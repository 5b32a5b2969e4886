//! Pipeline wiring: per-input filter chains merging into a global filter
//! chain, fanning out to per-output queues and deliverer workers.
//!
//! Grounded on the teacher's `Runtime::run`/`Runtime::pipeline`/
//! `Runtime::output` for the spawn order (outputs, then the filter chain,
//! then inputs) and on `original_source/pipeline.go`'s `NewPipeline`/
//! `Run`/`RunFilterChain` for the default-filter installation and the
//! N+1-channel chain shape section 4.1 describes. Batch-tracking state
//! lives in [`crate::batch`] rather than in a central `Runtime` struct, so
//! there is no analogue of the teacher's `message_handler` task here.

use std::sync::Arc;
use std::time::Duration;

use tokio::task::JoinSet;
use tokio_util::sync::CancellationToken;
use tracing::{debug, info};

use crate::batch::BatchThresholds;
use crate::event::Event;
use crate::filter::{spawn_chain, Filter, FilterOutcome};
use crate::input::Input;
use crate::metrics::{Metrics, MetricsFilter, MetricsInput, MetricsOutput};
use crate::output::Output;
use crate::sender::Sender;
use crate::Error;

/// One input plus the filter chain that runs on its events before they
/// join the global stream. Mirrors the per-input chain section 4.1 names
/// as a distinct stage from the post-merge global chain.
pub struct PipelineInput {
    pub input: Box<dyn Input>,
    pub filters: Vec<Arc<dyn Filter>>,
}

impl PipelineInput {
    /// Builds an input with no per-input filters.
    pub fn new(input: Box<dyn Input>) -> Self {
        PipelineInput {
            input,
            filters: Vec::new(),
        }
    }

    /// Adds a per-input filter, preserving call order as chain order.
    pub fn with_filter(mut self, filter: Arc<dyn Filter>) -> Self {
        self.filters.push(filter);
        self
    }
}

/// The declarative shape a YAML pipeline document is deserialized into
/// before its named plugins are resolved through the config registry
/// (`crate::config`). Kept separate from [`PipelineOptions`], which holds
/// already-resolved trait objects: `SchemaModel` is what a config file
/// looks like, `PipelineOptions` is what the pipeline actually runs with.
#[derive(Debug, Clone, serde::Serialize, serde::Deserialize)]
pub struct SchemaModel {
    /// A human-readable label, surfaced in logs.
    #[serde(default)]
    pub label: Option<String>,
    /// Named input plugin configs, keyed by plugin name.
    pub inputs: Vec<serde_yaml::Value>,
    /// Named global filter plugin configs, in chain order.
    #[serde(default)]
    pub filters: Vec<serde_yaml::Value>,
    /// Named output plugin configs.
    pub outputs: Vec<serde_yaml::Value>,
    /// Number of worker threads per filter stage; defaults to the number
    /// of available CPUs, mirroring the teacher's `num_threads`.
    #[serde(default)]
    pub num_threads: Option<usize>,
    /// Optional hard wall-clock timeout for the whole run.
    #[serde(default)]
    pub timeout_secs: Option<u64>,
}

/// Everything [`Pipeline::run`] needs: resolved inputs, the global filter
/// chain, and resolved outputs.
pub struct PipelineOptions {
    pub inputs: Vec<PipelineInput>,
    pub global_filters: Vec<Arc<dyn Filter>>,
    pub outputs: Vec<Box<dyn Output>>,
    pub thresholds: BatchThresholds,
    pub timeout: Option<Duration>,
    /// Installs the teacher's `default @timestamp` filter as the first
    /// global filter, per `original_source/pipeline.go`'s `NewPipeline`.
    pub install_default_timestamp: bool,
    /// Counters shared across every stage of this run. Wrapped around
    /// every input, filter, and output by [`Pipeline::run`]; a caller
    /// that wants to observe throughput should clone this out before
    /// calling `run` and poll [`Metrics::snapshot`] on its own clock.
    pub metrics: Arc<Metrics>,
}

impl Default for PipelineOptions {
    fn default() -> Self {
        PipelineOptions {
            inputs: Vec::new(),
            global_filters: Vec::new(),
            outputs: Vec::new(),
            thresholds: BatchThresholds::default(),
            timeout: None,
            install_default_timestamp: true,
            metrics: Arc::new(Metrics::new()),
        }
    }
}

/// A filter that writes the current UTC time into `@timestamp` if the
/// event does not already have one. Installed by default, matching the
/// reference implementation this specification was distilled from.
fn default_timestamp_filter() -> Arc<dyn Filter> {
    Arc::new(crate::filter::FnFilter::new(|mut event: Event| {
        let now = chrono::Utc::now().to_rfc3339();
        event.field(&["@timestamp"]).default(&mut event, now.into());
        FilterOutcome::Pass(event)
    }))
}

/// A running (or about-to-run) pipeline: the wired-together stages plus
/// the cancellation token that tears them all down together.
pub struct Pipeline {
    options: PipelineOptions,
    cancel: CancellationToken,
}

impl Pipeline {
    /// Builds a pipeline from already-resolved inputs/filters/outputs.
    pub fn new(options: PipelineOptions) -> Self {
        Pipeline {
            options,
            cancel: CancellationToken::new(),
        }
    }

    /// A token that, when cancelled, stops every stage of this pipeline.
    /// Cloning it out before [`Pipeline::run`] lets a caller (e.g. a
    /// signal handler) cancel with a cause attached.
    pub fn cancellation_token(&self) -> CancellationToken {
        self.cancel.clone()
    }

    /// The counters this pipeline's stages report into. Clone this out
    /// before calling [`Pipeline::run`] to poll [`Metrics::snapshot`]
    /// while it runs.
    pub fn metrics(&self) -> Arc<Metrics> {
        self.options.metrics.clone()
    }

    /// Wires and runs every stage: outputs and their deliverer workers
    /// first, then the global filter chain, then each input and its
    /// per-input chain — mirroring the teacher's spawn order — and blocks
    /// until every stage has shut down (inputs exhausted, or the
    /// cancellation token fires).
    pub async fn run(self) -> Result<(), Error> {
        let Pipeline { mut options, cancel } = self;
        let mut joins: JoinSet<Result<(), Error>> = JoinSet::new();
        let metrics = options.metrics.clone();

        let fanout = options.outputs.len().max(1) as u32;

        let mut output_txs = Vec::new();
        if options.outputs.is_empty() {
            let (tx, rx) = flume::bounded::<Event>(2);
            output_txs.push(tx);
            let output = MetricsOutput::wrap(Box::new(crate::output::DropOutput), metrics.clone());
            joins.spawn(crate::output::run_output(rx, output, cancel.clone()));
        } else {
            for output in options.outputs.drain(..) {
                let (tx, rx) = flume::bounded::<Event>(2);
                output_txs.push(tx);
                let output = MetricsOutput::wrap(output, metrics.clone());
                joins.spawn(crate::output::run_output(rx, output, cancel.clone()));
            }
        }
        info!(outputs = output_txs.len(), "outputs connected");

        let mut global_filters = std::mem::take(&mut options.global_filters);
        if options.install_default_timestamp {
            global_filters.insert(0, default_timestamp_filter());
        }
        let global_filters: Vec<Arc<dyn Filter>> = global_filters
            .into_iter()
            .map(|f| MetricsFilter::wrap(f, metrics.clone()))
            .collect();

        let (merge_tx, merge_rx) = flume::bounded::<Event>(2);
        let post_global = spawn_chain(global_filters, merge_rx, cancel.clone(), &mut joins);

        joins.spawn(async move {
            while let Ok(event) = post_global.recv_async().await {
                for tx in &output_txs {
                    if tx.send_async(event.clone()).await.is_err() {
                        debug!("an output deliverer disconnected");
                    }
                }
            }
            Ok(())
        });

        for pinput in options.inputs.drain(..) {
            let (in_tx, in_rx) = flume::bounded::<Event>(2);
            let input_filters: Vec<Arc<dyn Filter>> = pinput
                .filters
                .into_iter()
                .map(|f| MetricsFilter::wrap(f, metrics.clone()))
                .collect();
            let chain_out = spawn_chain(input_filters, in_rx, cancel.clone(), &mut joins);
            let merge_tx = merge_tx.clone();
            joins.spawn(async move {
                while let Ok(event) = chain_out.recv_async().await {
                    if merge_tx.send_async(event).await.is_err() {
                        break;
                    }
                }
                Ok(())
            });

            let sender = Arc::new(Sender::new(in_tx, fanout, options.thresholds, cancel.clone()));
            let input = MetricsInput::wrap(pinput.input, metrics.clone());
            joins.spawn(crate::input::run_input(input, sender, cancel.clone()));
        }
        drop(merge_tx);

        if let Some(timeout) = options.timeout {
            let timeout_cancel = cancel.clone();
            joins.spawn(async move {
                tokio::time::sleep(timeout).await;
                timeout_cancel.cancel();
                Ok(())
            });
        }

        info!("pipeline started");
        while let Some(res) = joins.join_next().await {
            match res {
                Ok(Ok(())) => {}
                Ok(Err(e)) => {
                    cancel.cancel();
                    return Err(e);
                }
                Err(e) => {
                    cancel.cancel();
                    return Err(Error::ExecutionError(e.to_string()));
                }
            }
        }
        info!("pipeline finished");
        Ok(())
    }
}

#[cfg(test)]
mod test {
    use super::*;
    use crate::event::Value;
    use crate::input::ChannelInput;

    #[tokio::test]
    async fn pass_through_single_input_single_output() {
        let (tx, rx) = flume::unbounded();
        let mut event = Event::new();
        event.set("message", "hello");
        tx.send_async(event).await.unwrap();
        drop(tx);

        let options = PipelineOptions {
            inputs: vec![PipelineInput::new(Box::new(ChannelInput::new(rx)))],
            install_default_timestamp: false,
            ..Default::default()
        };
        Pipeline::new(options).run().await.unwrap();
    }

    #[tokio::test]
    async fn default_timestamp_is_installed_when_absent() {
        let (tx, rx) = flume::unbounded();
        tx.send_async(Event::new()).await.unwrap();
        drop(tx);

        let (out_tx, out_rx) = flume::bounded(2);
        struct Capture(flume::Sender<Event>);
        #[async_trait::async_trait]
        impl crate::input::Closer for Capture {}
        #[async_trait::async_trait]
        impl crate::output::Output for Capture {
            async fn write(&mut self, event: &Event) -> Result<(), Error> {
                self.0.send_async(event.clone()).await.map_err(|e| Error::UnableToSendToChannel(e.to_string()))
            }
        }

        let options = PipelineOptions {
            inputs: vec![PipelineInput::new(Box::new(ChannelInput::new(rx)))],
            outputs: vec![Box::new(Capture(out_tx))],
            install_default_timestamp: true,
            ..Default::default()
        };
        Pipeline::new(options).run().await.unwrap();

        let seen = out_rx.recv_async().await.unwrap();
        assert!(matches!(seen.get("@timestamp"), Some(Value::String(_))));
    }

    #[tokio::test]
    async fn metrics_reflect_delivery_and_drops() {
        let (tx, rx) = flume::unbounded();
        let mut keep = Event::new();
        keep.set("status", "active");
        let mut drop_me = Event::new();
        drop_me.set("status", "inactive");
        tx.send_async(keep).await.unwrap();
        tx.send_async(drop_me).await.unwrap();
        drop(tx);

        let status_filter: Arc<dyn Filter> = Arc::new(crate::filter::FnFilter::new(|event: Event| {
            if event.get("status") == Some(&Value::String("active".into())) {
                FilterOutcome::Pass(event)
            } else {
                FilterOutcome::Drop(event)
            }
        }));

        let pipeline = Pipeline::new(PipelineOptions {
            inputs: vec![PipelineInput::new(Box::new(ChannelInput::new(rx)))],
            global_filters: vec![status_filter],
            install_default_timestamp: false,
            ..Default::default()
        });
        let metrics = pipeline.metrics();
        pipeline.run().await.unwrap();

        let snap = metrics.snapshot();
        assert_eq!(snap.received, 2);
        assert_eq!(snap.delivered, 1);
        assert_eq!(snap.dropped, 1);
    }
}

• [Your assignment]:
Check each line of the material above for the string "JoinSet". Please count those that have it and reply with the number only.

• [Written response]:
2